Abstract
Abstract
Solving many fundamental problems, such as traveling salesman (TS), shortest path (SP), and graph matching (GM), requires the use of non-differentiable functions. Although it is promising to use such functions in deep neural networks,
integrating piecewise constant functions into deep neural networks poses a significant challenge for gradient-based optimization. Traditional backpropagation methods struggle when encountering piecewise constant functions, leading to zero or undefined gradients that stall training. Although various heuristics-based gradient approximations exist, these approaches often remain task-specific, theoretically ungrounded, and fragmented.

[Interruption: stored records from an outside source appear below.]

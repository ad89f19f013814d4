// src/filesystem/real.rs

//! Real-OS backed `FilesystemPort`.

use super::port::{DirEntry, EntryKind, FilesystemPort, Metadata};
use crate::error::{Error, Result};
use std::fs;
use std::io;
use std::os::unix::fs::{MetadataExt, PermissionsExt};
use std::path::{Path, PathBuf};

#[derive(Debug, Default, Clone, Copy)]
pub struct RealFilesystem;

impl RealFilesystem {
    pub fn new() -> Self {
        Self
    }
}

fn to_metadata(meta: fs::Metadata) -> Metadata {
    let kind = if meta.file_type().is_symlink() {
        EntryKind::Symlink
    } else if meta.is_dir() {
        EntryKind::Directory
    } else {
        EntryKind::File
    };
    Metadata {
        kind,
        len: meta.len(),
        permissions: meta.permissions().mode() & 0o7777,
    }
}

fn map_io_err(path: &Path, e: io::Error) -> Error {
    match e.kind() {
        io::ErrorKind::NotFound => Error::NotFound(path.display().to_string()),
        io::ErrorKind::AlreadyExists => Error::AlreadyExists(path.display().to_string()),
        io::ErrorKind::PermissionDenied => Error::PermissionDenied {
            path: path.to_path_buf(),
            op: "fs".to_string(),
        },
        _ => Error::Io(e),
    }
}

/// Cross-device-safe rename: `fs::rename` first, falling back to
/// copy+fsync+remove when the source and destination are on different
/// filesystems (EXDEV). Directories are copied recursively.
fn move_atomic(src: &Path, dst: &Path) -> Result<()> {
    match fs::rename(src, dst) {
        Ok(()) => Ok(()),
        Err(e) if e.raw_os_error() == Some(libc::EXDEV) => {
            let meta = fs::symlink_metadata(src).map_err(|e| map_io_err(src, e))?;
            if meta.is_dir() {
                copy_dir_recursive(src, dst)?;
                fs::remove_dir_all(src).map_err(|e| map_io_err(src, e))?;
            } else if meta.file_type().is_symlink() {
                let target = fs::read_link(src).map_err(|e| map_io_err(src, e))?;
                std::os::unix::fs::symlink(&target, dst).map_err(|e| map_io_err(dst, e))?;
                fs::remove_file(src).map_err(|e| map_io_err(src, e))?;
            } else {
                let mut reader = fs::File::open(src).map_err(|e| map_io_err(src, e))?;
                let mut writer = fs::File::create(dst).map_err(|e| map_io_err(dst, e))?;
                io::copy(&mut reader, &mut writer).map_err(|e| map_io_err(dst, e))?;
                writer.sync_all().map_err(|e| map_io_err(dst, e))?;
                fs::set_permissions(dst, fs::Permissions::from_mode(meta.permissions().mode()))
                    .map_err(|e| map_io_err(dst, e))?;
                fs::remove_file(src).map_err(|e| map_io_err(src, e))?;
            }
            Ok(())
        }
        Err(e) => Err(map_io_err(src, e)),
    }
}

fn copy_dir_recursive(src: &Path, dst: &Path) -> Result<()> {
    fs::create_dir_all(dst).map_err(|e| map_io_err(dst, e))?;
    let perm = fs::metadata(src).map_err(|e| map_io_err(src, e))?.permissions();
    fs::set_permissions(dst, perm).map_err(|e| map_io_err(dst, e))?;

    for entry in fs::read_dir(src).map_err(|e| map_io_err(src, e))? {
        let entry = entry.map_err(|e| map_io_err(src, e))?;
        let file_type = entry.file_type().map_err(|e| map_io_err(src, e))?;
        let from = entry.path();
        let to = dst.join(entry.file_name());

        if file_type.is_symlink() {
            let target = fs::read_link(&from).map_err(|e| map_io_err(&from, e))?;
            std::os::unix::fs::symlink(&target, &to).map_err(|e| map_io_err(&to, e))?;
        } else if file_type.is_dir() {
            copy_dir_recursive(&from, &to)?;
        } else {
            fs::copy(&from, &to).map_err(|e| map_io_err(&to, e))?;
            let mode = fs::metadata(&from).map_err(|e| map_io_err(&from, e))?.permissions();
            fs::set_permissions(&to, mode).map_err(|e| map_io_err(&to, e))?;
        }
    }
    Ok(())
}

impl FilesystemPort for RealFilesystem {
    fn stat(&self, path: &Path) -> Result<Metadata> {
        fs::metadata(path).map(to_metadata).map_err(|e| map_io_err(path, e))
    }

    fn lstat(&self, path: &Path) -> Result<Metadata> {
        fs::symlink_metadata(path)
            .map(to_metadata)
            .map_err(|e| map_io_err(path, e))
    }

    fn read_dir(&self, path: &Path) -> Result<Vec<DirEntry>> {
        let mut entries = Vec::new();
        for entry in fs::read_dir(path).map_err(|e| map_io_err(path, e))? {
            let entry = entry.map_err(|e| map_io_err(path, e))?;
            let file_type = entry.file_type().map_err(|e| map_io_err(path, e))?;
            let kind = if file_type.is_symlink() {
                EntryKind::Symlink
            } else if file_type.is_dir() {
                EntryKind::Directory
            } else {
                EntryKind::File
            };
            entries.push(DirEntry {
                name: entry.file_name().to_string_lossy().to_string(),
                kind,
            });
        }
        entries.sort_by(|a, b| a.name.cmp(&b.name));
        Ok(entries)
    }

    fn read_link(&self, path: &Path) -> Result<PathBuf> {
        fs::read_link(path).map_err(|e| map_io_err(path, e))
    }

    fn read_file(&self, path: &Path) -> Result<Vec<u8>> {
        fs::read(path).map_err(|e| map_io_err(path, e))
    }

    fn write_file(&self, path: &Path, bytes: &[u8], mode: u32) -> Result<()> {
        fs::write(path, bytes).map_err(|e| map_io_err(path, e))?;
        fs::set_permissions(path, fs::Permissions::from_mode(mode))
            .map_err(|e| map_io_err(path, e))?;
        Ok(())
    }

    fn mkdir(&self, path: &Path, mode: u32) -> Result<()> {
        fs::create_dir(path).map_err(|e| map_io_err(path, e))?;
        fs::set_permissions(path, fs::Permissions::from_mode(mode))
            .map_err(|e| map_io_err(path, e))?;
        Ok(())
    }

    fn mkdir_all(&self, path: &Path, mode: u32) -> Result<()> {
        fs::create_dir_all(path).map_err(|e| map_io_err(path, e))?;
        fs::set_permissions(path, fs::Permissions::from_mode(mode))
            .map_err(|e| map_io_err(path, e))?;
        Ok(())
    }

    fn remove(&self, path: &Path) -> Result<()> {
        let meta = fs::symlink_metadata(path).map_err(|e| map_io_err(path, e))?;
        if meta.file_type().is_symlink() || !meta.is_dir() {
            fs::remove_file(path).map_err(|e| map_io_err(path, e))
        } else {
            fs::remove_dir(path).map_err(|e| map_io_err(path, e))
        }
    }

    fn remove_all(&self, path: &Path) -> Result<()> {
        let meta = fs::symlink_metadata(path).map_err(|e| map_io_err(path, e))?;
        if meta.is_dir() && !meta.file_type().is_symlink() {
            fs::remove_dir_all(path).map_err(|e| map_io_err(path, e))
        } else {
            fs::remove_file(path).map_err(|e| map_io_err(path, e))
        }
    }

    fn symlink(&self, old_name: &Path, new_name: &Path) -> Result<()> {
        std::os::unix::fs::symlink(old_name, new_name).map_err(|e| map_io_err(new_name, e))
    }

    fn rename(&self, src: &Path, dst: &Path) -> Result<()> {
        move_atomic(src, dst)
    }

    fn exists(&self, path: &Path) -> bool {
        fs::symlink_metadata(path).is_ok()
    }

    fn is_dir(&self, path: &Path) -> bool {
        fs::metadata(path).map(|m| m.is_dir()).unwrap_or(false)
    }

    fn is_symlink(&self, path: &Path) -> bool {
        fs::symlink_metadata(path)
            .map(|m| m.file_type().is_symlink())
            .unwrap_or(false)
    }
}

#[cfg(test)]
mod tests {
    use super::*;
    use tempfile::TempDir;

    #[test]
    fn write_and_read_file_roundtrip() {
        let dir = TempDir::new().unwrap();
        let fs_port = RealFilesystem::new();
        let path = dir.path().join("f.txt");

        fs_port.write_file(&path, b"hello", 0o640).unwrap();
        assert_eq!(fs_port.read_file(&path).unwrap(), b"hello");
        assert_eq!(fs_port.stat(&path).unwrap().permissions, 0o640);
    }

    #[test]
    fn symlink_reports_as_symlink_and_reads_back_verbatim() {
        let dir = TempDir::new().unwrap();
        let fs_port = RealFilesystem::new();
        let target = dir.path().join("nonexistent-target");
        let link = dir.path().join("link");

        fs_port.symlink(&target, &link).unwrap();
        assert!(fs_port.is_symlink(&link));
        assert_eq!(fs_port.read_link(&link).unwrap(), target);
    }

    #[test]
    fn remove_does_not_follow_symlink() {
        let dir = TempDir::new().unwrap();
        let fs_port = RealFilesystem::new();
        let real_file = dir.path().join("real.txt");
        fs_port.write_file(&real_file, b"data", 0o644).unwrap();
        let link = dir.path().join("link");
        fs_port.symlink(&real_file, &link).unwrap();

        fs_port.remove(&link).unwrap();
        assert!(!fs_port.exists(&link));
        assert!(fs_port.exists(&real_file));
    }

    #[test]
    fn rename_moves_directory_subtree() {
        let dir = TempDir::new().unwrap();
        let fs_port = RealFilesystem::new();
        let src = dir.path().join("a");
        let dst = dir.path().join("c");
        fs_port.mkdir_all(&src.join("b"), 0o755).unwrap();
        fs_port.write_file(&src.join("b").join("x"), b"x", 0o644).unwrap();

        fs_port.rename(&src, &dst).unwrap();

        assert!(fs_port.exists(&dst.join("b").join("x")));
        assert!(!fs_port.exists(&src));
    }
}
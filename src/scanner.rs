// src/scanner.rs

//! Walks a package tree, applies ignore rules, and emits a `Package`
//! with dotfile-name translation deferred to desired-state time
//! (spec §4.3).

use crate::error::{Error, Result};
use crate::filesystem::FilesystemPort;
use crate::ignore::IgnoreSet;
use crate::package::{is_reserved_package_name, Node, Package};
use crate::path::PackagePath;
use std::path::{Path, PathBuf};

pub struct Scanner<'a> {
    fs: &'a dyn FilesystemPort,
}

impl<'a> Scanner<'a> {
    pub fn new(fs: &'a dyn FilesystemPort) -> Self {
        Self { fs }
    }

    /// Scan a single package directory into a `Package` tree.
    ///
    /// `name` is validated against the reserved-name list; the walk is
    /// depth-first and lexicographically ordered; `ignore` is evaluated
    /// against each entry's path relative to the package root.
    pub fn scan(&self, name: &str, path: PackagePath, ignore: &IgnoreSet) -> Result<Package> {
        if is_reserved_package_name(name) {
            return Err(Error::ReservedPackageName {
                name: name.to_string(),
            });
        }

        let root_perm = self.fs.stat(path.as_path())?.permissions;
        let children = self.scan_dir(path.as_path(), Path::new(""), ignore)?;
        let tree = Node::Dir {
            path: PathBuf::new(),
            perm: root_perm,
            children,
        };

        Ok(Package::new(name, path, tree))
    }

    fn scan_dir(
        &self,
        abs_dir: &Path,
        rel_dir: &Path,
        ignore: &IgnoreSet,
    ) -> Result<Vec<Node>> {
        let mut entries = self.fs.read_dir(abs_dir)?;
        entries.sort_by(|a, b| a.name.cmp(&b.name));

        let mut nodes = Vec::with_capacity(entries.len());
        for entry in entries {
            let rel_path = rel_dir.join(&entry.name);
            if ignore.matches(&rel_path) {
                continue;
            }
            let abs_path = abs_dir.join(&entry.name);
            let meta = self.fs.stat(&abs_path)?;

            if meta.is_dir() {
                let children = self.scan_dir(&abs_path, &rel_path, ignore)?;
                nodes.push(Node::Dir {
                    path: rel_path,
                    perm: meta.permissions,
                    children,
                });
            } else {
                // Package trees are plain source repositories; a symlink
                // here is scanned as a leaf entry rather than followed.
                nodes.push(Node::File {
                    path: rel_path,
                    perm: meta.permissions,
                });
            }
        }
        Ok(nodes)
    }
}
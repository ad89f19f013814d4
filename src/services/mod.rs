// src/services/mod.rs

//! The four verb-level services that sit above the Planner/Executor/
//! Doctor core: Manage, Unmanage, Remanage, and Adopt (spec §4.12).

pub mod adopt;
pub mod manage;
pub mod remanage;
pub mod unmanage;

pub use adopt::AdoptService;
pub use manage::{ManageReport, ManageService};
pub use remanage::{RemanageReport, RemanageService};
pub use unmanage::{UnmanageOptions, UnmanageService};

use crate::ignore::IgnoreSet;
use crate::manifest::Manifest;

/// The ignore set a service run should apply: built-in defaults plus
/// whatever patterns the manifest has accumulated across prior runs
/// (spec §4.2).
pub(crate) fn build_ignore_set(manifest: &Manifest) -> IgnoreSet {
    let mut set = IgnoreSet::with_defaults();
    let _ = set.add_patterns(manifest.ignored.patterns.iter());
    set
}
// src/cli.rs
//! CLI definitions for the dotfiles manager.
//!
//! This module contains all command-line interface definitions using clap.
//! The actual command implementations live in `main`.

use clap::{Parser, Subcommand};
use clap_complete::Shell;
use std::path::PathBuf;

#[derive(Parser)]
#[command(name = "dotkeep")]
#[command(author = "Dotkeep Project")]
#[command(version)]
#[command(about = "A symlink-based dotfiles manager with atomic plans", long_about = None)]
pub struct Cli {
    /// Directory holding packages (defaults to $DOTKEEP_DIR or the cwd)
    #[arg(short = 'd', long, global = true)]
    pub package_dir: Option<PathBuf>,

    /// Directory symlinks are installed into (defaults to $HOME)
    #[arg(short = 't', long, global = true)]
    pub target_dir: Option<PathBuf>,

    /// Show what would change without touching the filesystem
    #[arg(long, global = true)]
    pub dry_run: bool,

    /// Increase logging verbosity (repeatable)
    #[arg(short = 'v', long, global = true, action = clap::ArgAction::Count)]
    pub verbose: u8,

    #[command(subcommand)]
    pub command: Commands,
}

#[derive(Subcommand)]
pub enum Commands {
    /// Symlink one or more packages into the target directory
    Manage {
        /// Package names under the package directory
        #[arg(required = true)]
        packages: Vec<String>,

        /// Back up conflicting files before overwriting them
        #[arg(short, long)]
        backup: bool,

        /// Overwrite conflicting files without backing them up
        #[arg(short, long)]
        overwrite: bool,

        /// Use absolute symlinks instead of relative ones
        #[arg(long)]
        absolute: bool,

        /// Disable directory folding
        #[arg(long)]
        no_folding: bool,
    },

    /// Remove the symlinks a package previously installed
    Unmanage {
        /// Package names to unmanage
        #[arg(required = true)]
        packages: Vec<String>,

        /// Also delete the package directory itself after unlinking
        #[arg(long)]
        purge: bool,

        /// Only process packages whose links are already gone from the target
        #[arg(long)]
        cleanup: bool,
    },

    /// Re-derive a package's links after its source tree changed
    Remanage {
        /// Package names to remanage
        #[arg(required = true)]
        packages: Vec<String>,
    },

    /// Move an existing real file or directory into a package, then link it back
    Adopt {
        /// Package to adopt into
        package: String,

        /// Path under the target directory to adopt
        path: PathBuf,
    },

    /// Check manifest integrity, managed link health, and orphaned links
    Doctor {
        /// Also scan the target directory for orphaned symlinks
        #[arg(long)]
        orphans: bool,

        /// Recreate or remove broken links the checks found
        #[arg(long)]
        fix: bool,
    },

    /// Generate shell completions
    Completions {
        /// Shell to generate completions for
        #[arg(value_enum)]
        shell: Shell,
    },
}
// src/filesystem/port.rs

//! The Filesystem Port: a narrow capability surface over a hierarchical
//! POSIX-shaped namespace, implemented once for the real OS and once
//! in-memory for tests. See `RealFilesystem` and `InMemoryFilesystem`.

use crate::error::Result;
use std::path::{Path, PathBuf};

/// The kind of filesystem entry, as reported by `stat`/`lstat`.
#[derive(Debug, Clone, Copy, PartialEq, Eq)]
pub enum EntryKind {
    File,
    Directory,
    Symlink,
}

#[derive(Debug, Clone)]
pub struct Metadata {
    pub kind: EntryKind,
    pub len: u64,
    pub permissions: u32,
}

impl Metadata {
    pub fn is_dir(&self) -> bool {
        self.kind == EntryKind::Directory
    }

    pub fn is_file(&self) -> bool {
        self.kind == EntryKind::File
    }

    pub fn is_symlink(&self) -> bool {
        self.kind == EntryKind::Symlink
    }
}

#[derive(Debug, Clone)]
pub struct DirEntry {
    pub name: String,
    pub kind: EntryKind,
}

/// Abstract filesystem contract. Every method is synchronous; long-running
/// callers (DirCopy, DirRemoveAll, the content hasher) are expected to
/// check cancellation between entries at a layer above this trait.
///
/// Invariants every implementation must uphold (spec §4.1):
/// - `rename` of a directory moves the entire subtree atomically from the
///   caller's point of view.
/// - `symlink` creates a link that `lstat` reports as a symlink and that
///   `read_link` returns verbatim (no normalization).
/// - `remove` removes symlinks as entries; it never follows them.
/// - `write_file` preserves the requested permission bits on create.
pub trait FilesystemPort: Send + Sync {
    fn stat(&self, path: &Path) -> Result<Metadata>;
    fn lstat(&self, path: &Path) -> Result<Metadata>;
    fn read_dir(&self, path: &Path) -> Result<Vec<DirEntry>>;
    fn read_link(&self, path: &Path) -> Result<PathBuf>;
    fn read_file(&self, path: &Path) -> Result<Vec<u8>>;
    fn write_file(&self, path: &Path, bytes: &[u8], mode: u32) -> Result<()>;
    fn mkdir(&self, path: &Path, mode: u32) -> Result<()>;
    fn mkdir_all(&self, path: &Path, mode: u32) -> Result<()>;
    fn remove(&self, path: &Path) -> Result<()>;
    fn remove_all(&self, path: &Path) -> Result<()>;
    fn symlink(&self, old_name: &Path, new_name: &Path) -> Result<()>;
    fn rename(&self, src: &Path, dst: &Path) -> Result<()>;
    fn exists(&self, path: &Path) -> bool;
    fn is_dir(&self, path: &Path) -> bool;
    fn is_symlink(&self, path: &Path) -> bool;
}
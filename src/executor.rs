// src/executor.rs

//! Executes a sorted plan with two-phase commit and rollback on
//! failure (spec §4.9).

use crate::error::{Error, Result};
use crate::filesystem::FilesystemPort;
use crate::operations::{Operation, OperationPayload, RollbackState};
use crate::planner::SortedPlan;
use crate::progress::ProgressTracker;
use rayon::prelude::*;
use std::collections::HashSet;
use std::path::{Path, PathBuf};
use std::sync::atomic::{AtomicBool, Ordering};
use std::sync::Mutex;
use tracing::{info, warn};

/// Execution strategy for a plan's batches.
#[derive(Debug, Clone, Copy, PartialEq, Eq)]
pub enum ExecutionMode {
    Sequential,
    Parallel,
}

/// Outcome of running a plan to completion (successfully or not).
#[derive(Debug, Default)]
pub struct ExecutionResult {
    pub executed: Vec<String>,
    pub failed: Vec<String>,
    pub rolled_back: Vec<String>,
    pub errors: Vec<String>,
}

impl ExecutionResult {
    pub fn success(&self) -> bool {
        self.failed.is_empty()
    }

    pub fn partial_failure(&self) -> bool {
        !self.failed.is_empty() && !self.executed.is_empty()
    }
}

/// Signal used to cooperatively cancel a running plan (spec §5). Checked
/// between operations and between batches; never interrupts a single
/// operation mid-flight.
#[derive(Debug, Default, Clone)]
pub struct CancellationToken(std::sync::Arc<AtomicBool>);

impl CancellationToken {
    pub fn new() -> Self {
        Self(std::sync::Arc::new(AtomicBool::new(false)))
    }

    pub fn cancel(&self) {
        self.0.store(true, Ordering::SeqCst);
    }

    pub fn is_cancelled(&self) -> bool {
        self.0.load(Ordering::SeqCst)
    }
}

/// Runs a `SortedPlan` against a `FilesystemPort`, validating every
/// operation up front (Prepare), then committing batch by batch, and
/// rolling back everything already committed if any operation fails.
pub struct Executor<'a> {
    fs: &'a dyn FilesystemPort,
    mode: ExecutionMode,
    progress: Option<&'a dyn ProgressTracker>,
    cancellation: CancellationToken,
}

impl<'a> Executor<'a> {
    pub fn new(fs: &'a dyn FilesystemPort, mode: ExecutionMode) -> Self {
        Self {
            fs,
            mode,
            progress: None,
            cancellation: CancellationToken::new(),
        }
    }

    pub fn with_progress(mut self, progress: &'a dyn ProgressTracker) -> Self {
        self.progress = Some(progress);
        self
    }

    pub fn with_cancellation(mut self, token: CancellationToken) -> Self {
        self.cancellation = token;
        self
    }

    /// Prepare: structural validation of every operation, then a
    /// virtual-filesystem precondition pass that walks the plan in its
    /// sorted order, tracking the paths earlier operations in the same
    /// plan would create or remove, so an operation that depends on one
    /// of those (rather than on something already on disk) isn't
    /// rejected for a path that will exist by the time its turn comes.
    /// No real filesystem mutation happens here.
    fn prepare(&self, plan: &SortedPlan) -> Result<()> {
        for op in &plan.operations {
            op.validate()?;
        }
        self.check_preconditions(plan)
    }

    fn check_preconditions(&self, plan: &SortedPlan) -> Result<()> {
        let mut created: HashSet<&Path> = HashSet::new();
        let mut removed: HashSet<&Path> = HashSet::new();

        let exists = |created: &HashSet<&Path>, removed: &HashSet<&Path>, path: &Path| {
            if removed.contains(path) {
                false
            } else if created.contains(path) {
                true
            } else {
                self.fs.exists(path)
            }
        };

        for op in &plan.operations {
            let required: Option<&Path> = match op.payload() {
                OperationPayload::LinkDelete { target } => Some(target),
                OperationPayload::DirDelete { path } => Some(path),
                OperationPayload::DirCopy { source, .. } => Some(source),
                OperationPayload::FileMove { source, .. } => Some(source),
                OperationPayload::FileBackup { source, .. } => Some(source),
                OperationPayload::FileDelete { path } => Some(path),
                OperationPayload::LinkCreate { .. }
                | OperationPayload::DirCreate { .. }
                | OperationPayload::DirRemoveAll { .. } => None,
            };

            if let Some(path) = required
                && !exists(&created, &removed, path)
            {
                return Err(Error::SourceNotFound { path: path.to_path_buf() });
            }

            match op.payload() {
                OperationPayload::LinkDelete { target } => {
                    removed.insert(target);
                }
                OperationPayload::DirDelete { path } | OperationPayload::FileDelete { path } => {
                    removed.insert(path);
                }
                OperationPayload::DirRemoveAll { path } => {
                    removed.insert(path);
                }
                OperationPayload::FileMove { source, .. } => {
                    removed.insert(source);
                }
                _ => {}
            }
            if let Some(produced) = op.produces() {
                created.insert(produced);
                removed.remove(produced);
            }
        }
        Ok(())
    }

    pub fn commit(&self, plan: SortedPlan) -> Result<ExecutionResult> {
        self.prepare(&plan)?;
        if let Some(p) = self.progress {
            p.set_length(plan.operations.len() as u64);
        }

        if plan.operations.is_empty() {
            return Err(Error::EmptyPlan);
        }

        let committed: Mutex<Vec<(Operation, RollbackState)>> = Mutex::new(Vec::new());
        let mut result = ExecutionResult::default();

        for batch in &plan.batches {
            if self.cancellation.is_cancelled() {
                break;
            }

            let ops: Vec<&Operation> = batch.iter().map(|&i| &plan.operations[i]).collect();
            let outcomes: Vec<(usize, Result<RollbackState>)> = match self.mode {
                ExecutionMode::Sequential => ops
                    .iter()
                    .enumerate()
                    .map(|(idx, op)| (idx, op.execute(self.fs)))
                    .collect(),
                ExecutionMode::Parallel => ops
                    .par_iter()
                    .enumerate()
                    .map(|(idx, op)| (idx, op.execute(self.fs)))
                    .collect(),
            };

            let mut batch_failed = false;
            for (idx, outcome) in outcomes {
                let op = ops[idx];
                match outcome {
                    Ok(state) => {
                        info!(operation = %op.describe(), "executed");
                        result.executed.push(op.id().to_string());
                        committed.lock().unwrap().push((op.clone(), state));
                        if let Some(p) = self.progress {
                            p.increment(1);
                        }
                    }
                    Err(e) => {
                        warn!(operation = %op.describe(), error = %e, "execution failed");
                        result.failed.push(op.id().to_string());
                        result.errors.push(e.to_string());
                        batch_failed = true;
                    }
                }
            }

            if batch_failed {
                self.rollback(&committed.into_inner().unwrap(), &mut result);
                return Ok(result);
            }
        }

        if self.cancellation.is_cancelled() {
            self.rollback(&committed.into_inner().unwrap(), &mut result);
            result.errors.push("execution cancelled".to_string());
            return Ok(result);
        }

        if let Some(p) = self.progress {
            p.finish_with_message("plan committed");
        }
        Ok(result)
    }

    fn rollback(&self, committed: &[(Operation, RollbackState)], result: &mut ExecutionResult) {
        for (op, state) in committed.iter().rev() {
            match op.rollback(self.fs, state) {
                Ok(()) => {
                    result.rolled_back.push(op.id().to_string());
                }
                Err(e) => {
                    warn!(operation = %op.describe(), error = %e, "rollback failed");
                    result.errors.push(format!("rollback of {} failed: {e}", op.id()));
                }
            }
        }
    }
}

This thesis addresses the need for a unified and theoretically sound methodology for gradient approximation through non-differentiable layers. First, it provides a comprehensive review and comparative analysis of existing techniques, highlighting that, despite their diversity, most methods share a common underlying principle. Building on these insights, the thesis introduces the Universal Update as a unifying framework capable of representing known approximations as special cases and inspiring the development of new variants.
The thesis also integrates Optimal Transport (OT) theory to replace non-differentiable label assignment in models like DEtection TRansformer (DETR), demonstrating how OT-based solutions can enhance tasks involving discrete decision-making.
Overall, the thesis validates the Universal Update method’s effectiveness empirically across multiple domains, including object detection, combinatorial optimization, and quantization.
By closing the theoretical gap, offering a unified perspective, and validating the proposed approach in practice, this work provides a robust foundation for incorporating non-differentiable functions into deep learning pipelines, ultimately broadening the scope and applicability of gradient-based optimization methods.